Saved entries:
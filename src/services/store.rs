use crate::models::{ConversationRecord, NewConversation};
use async_trait::async_trait;
use thiserror::Error;

/// Errors that can occur when persisting or reading conversation records
#[derive(Debug, Error)]
pub enum StoreError {
    #[error("SQLx error: {0}")]
    SqlxError(#[from] sqlx::Error),

    #[error("Migration error: {0}")]
    MigrateError(#[from] sqlx::migrate::MigrateError),
}

/// Persistence for analyzed conversations
#[async_trait]
pub trait ConversationStore: Send + Sync {
    /// Persist a new record and return it with its id and timestamps
    async fn insert(&self, conversation: NewConversation) -> Result<ConversationRecord, StoreError>;

    /// All records, newest first
    async fn list_recent(&self) -> Result<Vec<ConversationRecord>, StoreError>;

    async fn health_check(&self) -> Result<bool, StoreError>;
}
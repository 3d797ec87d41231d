use serde::{Deserialize, Deserializer, Serialize};
use std::borrow::Cow;
use validator::{Validate, ValidationError};

/// Minimum text length in UTF-16 code units, as browsers count it
pub const MIN_TEXT_LEN: usize = 5;

/// Request to analyze and score a conversation
///
/// Missing or `null` fields deserialize to empty strings so that the
/// validation layer, not the JSON extractor, reports them.
#[derive(Debug, Clone, Serialize, Deserialize, Validate)]
pub struct AnalyzeRequest {
    #[validate(length(min = 1, message = "Type fields are required"))]
    #[serde(rename = "type", default, deserialize_with = "null_as_empty")]
    pub kind: String,
    #[validate(custom(function = "validate_text_len"))]
    #[serde(default, deserialize_with = "null_as_empty")]
    pub text: String,
    #[validate(length(min = 1, message = "Prompt is required and must be a string."))]
    #[serde(default, deserialize_with = "null_as_empty")]
    pub prompt: String,
}

fn null_as_empty<'de, D>(deserializer: D) -> Result<String, D::Error>
where
    D: Deserializer<'de>,
{
    Ok(Option::<String>::deserialize(deserializer)?.unwrap_or_default())
}

fn validate_text_len(text: &str) -> Result<(), ValidationError> {
    if text.encode_utf16().count() < MIN_TEXT_LEN {
        return Err(ValidationError::new("length")
            .with_message(Cow::Borrowed("Text must be at least 5 characters long.")));
    }
    Ok(())
}

/// Request to summarize free text
#[derive(Debug, Clone, Serialize, Deserialize)]
pub struct SummarizeRequest {
    #[serde(default)]
    pub text: Option<String>,
}
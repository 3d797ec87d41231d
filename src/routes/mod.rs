// Route exports
pub mod conversations;

use actix_web::{error, http::StatusCode, web, HttpRequest, HttpResponse};
use crate::models::ErrorResponse;

pub use conversations::AppState;

/// JSON error response for malformed request bodies
#[derive(Debug)]
pub struct JsonError {
    pub message: String,
}

impl std::fmt::Display for JsonError {
    fn fmt(&self, f: &mut std::fmt::Formatter<'_>) -> std::fmt::Result {
        write!(f, "{}", self.message)
    }
}

impl std::error::Error for JsonError {}

impl error::ResponseError for JsonError {
    fn status_code(&self) -> StatusCode {
        StatusCode::BAD_REQUEST
    }

    fn error_response(&self) -> HttpResponse {
        HttpResponse::build(self.status_code()).json(ErrorResponse::new(&self.message))
    }
}

/// Handle JSON payload errors
pub fn handle_json_payload_error(err: error::JsonPayloadError, req: &HttpRequest) -> actix_web::Error {
    tracing::info!("JSON payload error on {}: {}", req.path(), err);
    JsonError {
        message: format!("Invalid JSON: {}", err),
    }
    .into()
}

/// Extractor config that reports bad bodies as `{ "error": ... }`
pub fn json_config() -> web::JsonConfig {
    web::JsonConfig::default().error_handler(handle_json_payload_error)
}

async fn welcome() -> HttpResponse {
    HttpResponse::Ok().body("Welcome To Personal Manager")
}

pub fn configure_routes(cfg: &mut web::ServiceConfig) {
    cfg.route("/", web::get().to(welcome)).service(
        web::scope("/api")
            .configure(conversations::configure),
    );
}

PROBLEM REQUIREMENTS | Search the entries for the word "StoreError" and copy every line that has it.

SOLUTION TO THIS TASK |
pub enum StoreError {
    async fn insert(&self, conversation: NewConversation) -> Result<ConversationRecord, StoreError>;
    async fn list_recent(&self) -> Result<Vec<ConversationRecord>, StoreError>;
    async fn health_check(&self) -> Result<bool, StoreError>;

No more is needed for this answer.